Clérigos, abusos sexuales y castidad

Roberto Blanco Valdés
Roberto L. Blanco Valdés EL OJO PÚBLICO

OPINIÓN

01 mar 2015 . Actualizado a las 05:00 h.

El escándalo que ha levantado el caso del fraile de O Cebreiro, acusado de abusos sexuales, se une a una larguísima lista de religiosos, sobre todo del clero secular, que se han visto envueltos en conmociones similares desde que se ha levantado el velo que mantenía oculta una situación que ha acabado por estallarle entre la manos a la más alta jerarquía eclesiástica.

Y es que el problema no es nuevo, aunque lo sea su publicidad. No es de extrañar, por eso, que Roma haya decidido tomar cartas en el asunto de una vez.

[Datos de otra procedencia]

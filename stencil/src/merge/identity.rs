//! Composition of dotted identifier paths from ancestor attributes.

use crate::document::{DocumentNode, ID_ATTRIBUTE};

/// Default separator between identifier segments.
pub const ID_SEPARATOR: &str = ".";

/// Compose each node's `Id` attribute with the identifiers of its ancestors.
///
/// Runs after merge and sort. A node whose ancestors carry `Id="A"` and
/// `Id="B"` and which itself carries `Id="C"` ends up with `Id="A.B.C"`.
/// Ancestors without the attribute contribute nothing and do not break the
/// chain above them; nodes without the attribute are left untouched.
pub fn propagate_identifiers(node: &mut DocumentNode) {
    propagate_identifiers_with(node, ID_ATTRIBUTE, ID_SEPARATOR);
}

/// [`propagate_identifiers`] with a custom attribute key and separator.
pub fn propagate_identifiers_with(node: &mut DocumentNode, attribute: &str, separator: &str) {
    let mut ancestors = Vec::new();
    visit(node, attribute, separator, &mut ancestors);
}

fn visit(
    node: &mut DocumentNode,
    attribute: &str,
    separator: &str,
    ancestors: &mut Vec<String>,
) {
    let own = node.attribute(attribute).map(str::to_owned);
    if let Some(own) = &own {
        if !ancestors.is_empty() {
            let composed = format!("{}{}{}", ancestors.join(separator), separator, own);
            node.set_attribute(attribute, composed);
        }
        // Descendants compose with the raw segment, not the composed path.
        ancestors.push(own.clone());
    }

    for child in node.children_mut() {
        visit(child, attribute, separator, ancestors);
    }

    if own.is_some() {
        ancestors.pop();
    }
}
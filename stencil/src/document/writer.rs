//! Serialisation of merged documents back to indented XML.

use quick_xml::Writer;
use quick_xml::events::{BytesEnd, BytesStart, Event};

use std::path::Path;

use crate::error::{StencilError, StencilResult};

use super::node::DocumentNode;

/// Render a node tree as an indented XML document.
///
/// This is the persistable form of a merged document: attributes appear in
/// author order and children in their final (sorted) order.
///
/// # Errors
///
/// Returns [`StencilError::Parse`] if an event cannot be serialised; this
/// does not happen for trees produced by the parser or merge passes.
pub fn write_document(node: &DocumentNode) -> StencilResult<String> {
    let mut writer = Writer::new_with_indent(Vec::new(), b' ', 2);
    write_node(&mut writer, node)?;
    String::from_utf8(writer.into_inner())
        .map_err(|e| StencilError::parse(Path::new("<writer>"), e.to_string()))
}

fn write_node(writer: &mut Writer<Vec<u8>>, node: &DocumentNode) -> StencilResult<()> {
    let mut start = BytesStart::new(node.tag());
    for (key, value) in node.attributes() {
        start.push_attribute((key, value));
    }

    if node.children().is_empty() {
        writer
            .write_event(Event::Empty(start))
            .map_err(|e| StencilError::parse(Path::new("<writer>"), e.to_string()))?;
        return Ok(());
    }

    writer
        .write_event(Event::Start(start))
        .map_err(|e| StencilError::parse(Path::new("<writer>"), e.to_string()))?;
    for child in node.children() {
        write_node(writer, child)?;
    }
    writer
        .write_event(Event::End(BytesEnd::new(node.tag())))
        .map_err(|e| StencilError::parse(Path::new("<writer>"), e.to_string()))
}
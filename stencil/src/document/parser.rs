//! XML parsing into [`DocumentNode`] trees using quick-xml streaming events.

use quick_xml::Reader;
use quick_xml::events::{BytesStart, Event};

use std::path::Path;

use crate::error::{StencilError, StencilResult};

use super::node::DocumentNode;

/// Origin marker used for parse errors on in-memory documents.
const INLINE_ORIGIN: &str = "<string>";

/// Parse a document file into a node tree.
///
/// # Errors
///
/// Returns [`StencilError::Io`] if the file cannot be read and
/// [`StencilError::Parse`] if its contents are not a well-formed document.
pub fn parse_document(path: &Path) -> StencilResult<DocumentNode> {
    let text = std::fs::read_to_string(path).map_err(|e| StencilError::io(path, e))?;
    parse_with_origin(&text, path)
}

/// Parse an in-memory document into a node tree.
///
/// # Examples
///
/// ```
/// use stencil::parse_str;
///
/// let root = parse_str(r#"<Widget Id="menu"><Part Name="core"/></Widget>"#)?;
/// assert_eq!(root.tag(), "Widget");
/// assert_eq!(root.children().len(), 1);
/// # Ok::<(), stencil::StencilError>(())
/// ```
///
/// # Errors
///
/// Returns [`StencilError::Parse`] if the text is not a well-formed document.
pub fn parse_str(text: &str) -> StencilResult<DocumentNode> {
    parse_with_origin(text, Path::new(INLINE_ORIGIN))
}

fn parse_with_origin(text: &str, origin: &Path) -> StencilResult<DocumentNode> {
    let mut reader = Reader::from_str(text);
    reader.config_mut().trim_text(true);

    let mut stack: Vec<DocumentNode> = Vec::new();
    let mut root: Option<DocumentNode> = None;

    loop {
        match reader.read_event() {
            Ok(Event::Start(start)) => stack.push(node_from_start(&start, origin)?),
            Ok(Event::Empty(start)) => {
                let node = node_from_start(&start, origin)?;
                attach(node, &mut stack, &mut root, origin)?;
            }
            Ok(Event::End(_)) => {
                let node = stack.pop().ok_or_else(|| {
                    StencilError::parse(origin, "closing tag without matching opening tag")
                })?;
                attach(node, &mut stack, &mut root, origin)?;
            }
            Ok(Event::Text(text)) => {
                // Asset documents carry data in attributes only.
                let content = text
                    .unescape()
                    .map_err(|e| StencilError::parse(origin, e.to_string()))?;
                if !content.trim().is_empty() {
                    return Err(StencilError::parse(
                        origin,
                        format!("unexpected text content '{}'", content.trim()),
                    ));
                }
            }
            Ok(Event::Eof) => break,
            Ok(_) => {} // declarations, comments, processing instructions
            Err(e) => return Err(StencilError::parse(origin, e.to_string())),
        }
    }

    if !stack.is_empty() {
        return Err(StencilError::parse(origin, "unclosed element at end of document"));
    }
    root.ok_or_else(|| StencilError::parse(origin, "document has no root element"))
}

fn node_from_start(start: &BytesStart<'_>, origin: &Path) -> StencilResult<DocumentNode> {
    let tag = std::str::from_utf8(start.name().as_ref())
        .map_err(|e| StencilError::parse(origin, e.to_string()))?
        .to_owned();
    let mut node = DocumentNode::new(tag);

    // Disable quick-xml's own duplicate check so the duplicate branch below
    // reports the error; the library's check would otherwise fire first.
    let mut attributes = start.attributes();
    attributes.with_checks(false);
    for attribute in attributes {
        let attribute = attribute.map_err(|e| StencilError::parse(origin, e.to_string()))?;
        let key = std::str::from_utf8(attribute.key.as_ref())
            .map_err(|e| StencilError::parse(origin, e.to_string()))?
            .to_owned();
        let value = attribute
            .unescape_value()
            .map_err(|e| StencilError::parse(origin, e.to_string()))?
            .into_owned();
        if node.attribute(&key).is_some() {
            return Err(StencilError::parse(
                origin,
                format!("duplicate attribute '{key}' on element '{}'", node.tag()),
            ));
        }
        node.set_attribute(key, value);
    }
    Ok(node)
}

fn attach(
    node: DocumentNode,
    stack: &mut Vec<DocumentNode>,
    root: &mut Option<DocumentNode>,
    origin: &Path,
) -> StencilResult<()> {
    if let Some(parent) = stack.last_mut() {
        parent.push_child(node);
        return Ok(());
    }
    if root.is_some() {
        return Err(StencilError::parse(origin, "document has more than one root element"));
    }
    *root = Some(node);
    Ok(())
}
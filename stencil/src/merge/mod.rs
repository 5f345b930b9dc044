//! Template resolution, child sorting, and identifier propagation.
//!
//! The passes in this module turn an authored document into its fully-merged
//! form: `Template` references are spliced in recursively, each merged node's
//! children are reordered to match the declared member order of the bound
//! type, and identifier attributes are composed into dotted paths from the
//! root down.

mod identity;
mod sort;
mod templates;

pub use identity::{ID_SEPARATOR, propagate_identifiers, propagate_identifiers_with};
pub use sort::{Provenance, sort_children};
pub use templates::{TemplateContext, resolve_templates, resolve_templates_from};

#[cfg(test)]
mod tests;
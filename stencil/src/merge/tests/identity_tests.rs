//! Tests for dotted identifier composition.

use anyhow::{Result, ensure};

use crate::document::parse_str;
use crate::merge::{propagate_identifiers, propagate_identifiers_with};

#[test]
fn identifiers_compose_from_root_to_leaf() -> Result<()> {
    let mut root = parse_str(
        r#"<Widget Id="A"><Part Id="B"><Bolt Id="C"/></Part></Widget>"#,
    )?;
    propagate_identifiers(&mut root);

    ensure!(root.attribute("Id") == Some("A"));
    let part = &root.children()[0];
    ensure!(part.attribute("Id") == Some("A.B"));
    let bolt = &part.children()[0];
    ensure!(bolt.attribute("Id") == Some("A.B.C"));
    Ok(())
}

#[test]
fn ancestors_without_the_attribute_are_skipped() -> Result<()> {
    let mut root = parse_str(r#"<Widget Id="A"><Part><Bolt Id="C"/></Part></Widget>"#)?;
    propagate_identifiers(&mut root);

    let part = &root.children()[0];
    ensure!(part.attribute("Id").is_none());
    ensure!(part.children()[0].attribute("Id") == Some("A.C"));
    Ok(())
}

#[test]
fn siblings_compose_independently() -> Result<()> {
    let mut root = parse_str(
        r#"<Widget Id="A"><Part Id="B"/><Part Id="C"/></Widget>"#,
    )?;
    propagate_identifiers(&mut root);

    ensure!(root.children()[0].attribute("Id") == Some("A.B"));
    ensure!(root.children()[1].attribute("Id") == Some("A.C"));
    Ok(())
}

#[test]
fn custom_attribute_and_separator() -> Result<()> {
    let mut root = parse_str(r#"<Widget Key="top"><Part Key="leaf"/></Widget>"#)?;
    propagate_identifiers_with(&mut root, "Key", "/");
    ensure!(root.children()[0].attribute("Key") == Some("top/leaf"));
    Ok(())
}
//! Constructor helpers for `StencilError`.

use std::path::{Path, PathBuf};

use super::StencilError;

impl StencilError {
    /// Construct an [`StencilError::Io`] for a document path.
    #[must_use]
    pub fn io(path: &Path, source: std::io::Error) -> Self {
        Self::Io {
            path: path.to_path_buf(),
            source,
        }
    }

    /// Construct a [`StencilError::Parse`] for a document path.
    #[must_use]
    pub fn parse(path: &Path, message: impl Into<String>) -> Self {
        Self::Parse {
            path: path.to_path_buf(),
            message: message.into(),
        }
    }

    /// Construct a [`StencilError::TemplateNotFound`].
    #[must_use]
    pub fn template_not_found(path: &Path, referenced_from: &Path) -> Self {
        Self::TemplateNotFound {
            path: path.to_path_buf(),
            referenced_from: referenced_from.to_path_buf(),
        }
    }

    /// Construct a [`StencilError::TemplateCycle`] from the resolution stack.
    ///
    /// `stack` holds the documents currently being resolved, outermost first;
    /// `revisited` is the document that closed the cycle.
    #[must_use]
    pub fn template_cycle(stack: &[PathBuf], revisited: &Path) -> Self {
        let mut chain: Vec<String> = stack.iter().map(|p| p.display().to_string()).collect();
        chain.push(revisited.display().to_string());
        Self::TemplateCycle {
            cycle: chain.join(" -> "),
        }
    }

    /// Construct an [`StencilError::UnknownType`].
    #[must_use]
    pub fn unknown_type(name: impl Into<String>) -> Self {
        Self::UnknownType { name: name.into() }
    }

    /// Construct an [`StencilError::AmbiguousType`] from candidate names.
    #[must_use]
    pub fn ambiguous_type<I, S>(name: impl Into<String>, candidates: I) -> Self
    where
        I: IntoIterator<Item = S>,
        S: AsRef<str>,
    {
        let candidates: Vec<String> = candidates
            .into_iter()
            .map(|c| c.as_ref().to_owned())
            .collect();
        Self::AmbiguousType {
            name: name.into(),
            candidates: candidates.join(", "),
        }
    }

    /// Construct an [`StencilError::UnresolvedMember`].
    #[must_use]
    pub fn unresolved_member(name: impl Into<String>, type_name: impl Into<String>) -> Self {
        Self::UnresolvedMember {
            name: name.into(),
            type_name: type_name.into(),
        }
    }

    /// Construct an [`StencilError::InvalidMemberKind`].
    #[must_use]
    pub fn invalid_member_kind(name: impl Into<String>, type_name: impl Into<String>) -> Self {
        Self::InvalidMemberKind {
            name: name.into(),
            type_name: type_name.into(),
        }
    }

    /// Construct a [`StencilError::ReadOnlyMember`].
    #[must_use]
    pub fn read_only_member(name: impl Into<String>, type_name: impl Into<String>) -> Self {
        Self::ReadOnlyMember {
            name: name.into(),
            type_name: type_name.into(),
        }
    }
}
//! Lock-step binding of document nodes onto the object graph.

use tracing::{debug, warn};

use crate::document::{DocumentNode, TEMPLATE_ATTRIBUTE, TYPE_ATTRIBUTE};
use crate::error::{StencilError, StencilResult};
use crate::schema::{MemberKind, SchemaRegistry};

use super::object::{BoundObject, BoundValue};

/// Bind a merged document subtree onto an already-shaped object instance.
///
/// Every attribute except the reserved `Type` and `Template` keys is
/// assigned to the matching scalar member. Child elements recurse into
/// sub-object members; repeated same-tag children are consumed positionally
/// against collection members. The position counter tracks contiguous runs
/// of one tag and resets when the tag changes, so repeated tags must be
/// contiguous in the document for positional binding to line up. A child
/// whose collection has no element left is skipped, as is a sub-object slot
/// that is absent: both model optional structure, not errors.
///
/// # Errors
///
/// Returns [`StencilError::UnresolvedMember`] for attribute or tag names
/// with no member on the object's type, [`StencilError::ReadOnlyMember`]
/// for assignment to a non-writable member, and
/// [`StencilError::InvalidMemberKind`] when the target member cannot hold
/// the value (function members, or attribute text aimed at a structured
/// member).
pub fn bind(
    node: &DocumentNode,
    object: &mut BoundObject,
    registry: &SchemaRegistry,
) -> StencilResult<()> {
    assign_attributes(node, object, registry)?;

    let mut run_tag: Option<&str> = None;
    let mut run_index = 0usize;
    for child in node.children() {
        if run_tag != Some(child.tag()) {
            run_tag = Some(child.tag());
            run_index = 0;
        }

        let resolved = registry.resolve_member(object.type_name(), child.tag())?;
        let member_name = resolved.member().name().to_owned();
        let type_name = object.type_name().to_owned();
        match object.value_mut(&member_name) {
            Some(BoundValue::List(items)) => {
                let position = run_index;
                run_index += 1;
                if let Some(item) = items.get_mut(position) {
                    bind(child, item, registry)?;
                } else {
                    warn!(
                        tag = child.tag(),
                        position, "no collection element left for positional binding; skipped"
                    );
                }
            }
            Some(BoundValue::Object(Some(inner))) => bind(child, inner, registry)?,
            // Absent optional sub-structure: nothing to bind into.
            Some(BoundValue::Object(None)) => {}
            Some(BoundValue::Scalar(_)) => {
                debug!(tag = child.tag(), "child element addresses a scalar member; skipped");
            }
            None => {
                return Err(StencilError::invalid_member_kind(child.tag(), type_name));
            }
        }
    }
    Ok(())
}

/// Assign every non-reserved attribute to the matching scalar member.
fn assign_attributes(
    node: &DocumentNode,
    object: &mut BoundObject,
    registry: &SchemaRegistry,
) -> StencilResult<()> {
    let type_name = object.type_name().to_owned();
    for (name, value) in node.attributes() {
        if name == TYPE_ATTRIBUTE || name == TEMPLATE_ATTRIBUTE {
            continue;
        }
        let resolved = registry.resolve_member(&type_name, name)?;
        let member = resolved.member();
        if !member.is_writable() {
            return Err(StencilError::read_only_member(name, &type_name));
        }
        match member.kind() {
            MemberKind::Scalar => {
                object.set_value(member.name(), BoundValue::Scalar(Some(value.to_owned())));
            }
            _ => return Err(StencilError::invalid_member_kind(name, &type_name)),
        }
    }
    Ok(())
}
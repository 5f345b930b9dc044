//! Primary error enum for the import pipeline.

use std::path::PathBuf;
use thiserror::Error;

/// Errors that can occur while merging, sorting, or binding a document.
///
/// Every variant is fatal to the enclosing document's import: a document
/// either fully merges, sorts, and binds, or the whole operation fails.
#[derive(Debug, Error)]
#[non_exhaustive]
pub enum StencilError {
    /// Failure reading a document from disk.
    #[error("failed to read document '{path}': {source}")]
    Io {
        /// Path that triggered the I/O failure.
        path: PathBuf,
        /// Underlying error reported by the filesystem.
        #[source]
        source: std::io::Error,
    },

    /// The document is not well-formed.
    #[error("malformed document '{path}': {message}")]
    Parse {
        /// Path (or origin marker) of the offending document.
        path: PathBuf,
        /// Human-readable description of the parse failure.
        message: String,
    },

    /// A referenced template file does not exist.
    #[error("template '{path}' does not exist (referenced from '{referenced_from}')")]
    TemplateNotFound {
        /// Resolved path of the missing template file.
        path: PathBuf,
        /// Document that carried the dangling `Template` reference.
        referenced_from: PathBuf,
    },

    /// A template reference chain revisits a document still being resolved.
    #[error("cyclic template reference: {cycle}")]
    TemplateCycle {
        /// Chain of template documents participating in the cycle.
        cycle: String,
    },

    /// A type name matched no registered schema.
    #[error("unknown type '{name}'")]
    UnknownType {
        /// The unresolvable type name.
        name: String,
    },

    /// A type name matched more than one registered schema.
    #[error("ambiguous type '{name}': candidates are {candidates}")]
    AmbiguousType {
        /// The ambiguous unqualified type name.
        name: String,
        /// Every qualified name that matched, comma separated.
        candidates: String,
    },

    /// A tag or attribute name has no corresponding member on the bound type.
    #[error("no member '{name}' on type '{type_name}'")]
    UnresolvedMember {
        /// The tag or attribute name that failed to resolve.
        name: String,
        /// Qualified name of the type that was searched.
        type_name: String,
    },

    /// The resolved member is not a data-holding slot.
    #[error("member '{name}' on type '{type_name}' cannot hold this value")]
    InvalidMemberKind {
        /// Name of the offending member.
        name: String,
        /// Qualified name of the declaring type.
        type_name: String,
    },

    /// Attempted to assign an attribute to a non-writable member.
    #[error("member '{name}' on type '{type_name}' is read-only")]
    ReadOnlyMember {
        /// Name of the read-only member.
        name: String,
        /// Qualified name of the declaring type.
        type_name: String,
    },
}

El cardenal Sean Patrick O?Malley, presidente de la Comisión del Vaticano para la tutela de menores, tras reconocer abiertamente, hace unas semanas, que «en el pasado se han cometido muchos errores que han causado dolor a las víctimas y a sus familiares», añadía que «hay que evitar que esos errores se sigan cometiendo y hacer de la Iglesia y del mundo un lugar más seguro para los niños». Es muy poco probable, sin embargo, que las principales medidas propuestas por la citada comisión con tal finalidad (mejorar el control interno y desarrollar programas de formación para educar a los líderes de la Iglesia en la protección a la infancia) sean algo más que una salida fácil -y, por fácil, de eficacia dudosísima- para una situación descontrolada, pues los sacerdotes implicados en abusos sexuales no pueden desconocer en ningún caso, salvo en el de enfermedad mental, la profunda perversión que aquellos suponen.

Desechadas, por tanto, las soluciones que sencillamente no lo son, el problema puede ser abordado o con la brutalidad vengativa con que lo hacían buena parte de los vergonzosos comentarios suscitados en la red por el caso del fraile de O Cebreiro, o con la inteligencia que exige siempre buscar salida a los problemas complicados.

La pregunta, claro, es de cajón: ¿No tendrán mucho que ver los abusos sexuales con la patológica vivencia de la sexualidad (es decir, de la prohibición de su práctica) que se deriva de la castidad forzosa que la Iglesia Católica (al contrario de la protestante, por ejemplo) impone a los miembros del clero regular y secular?

No entraré aquí en las cuestiones dogmáticas y doctrinales del celibato y el voto de castidad, que desconozco como para meterme en camisas de once varas.

Pero no hay que ser ni psicólogo ni médico para saber que la sexualidad forma una parte esencial de la vida adulta, y que la prohibición en pleno siglo XXI de su vivencia sana y libre constituye una verdadera crueldad. Ello no hace, por supuesto, menos culpables de sus graves delitos a quienes cometen abusos sexuales, pero contribuye a dar la razón a quienes dentro y fuera de la Iglesia llevan planteando desde hace tiempo la necesidad de debatir si aquella puede seguir manteniendo una visión de la sexualidad socialmente medieval.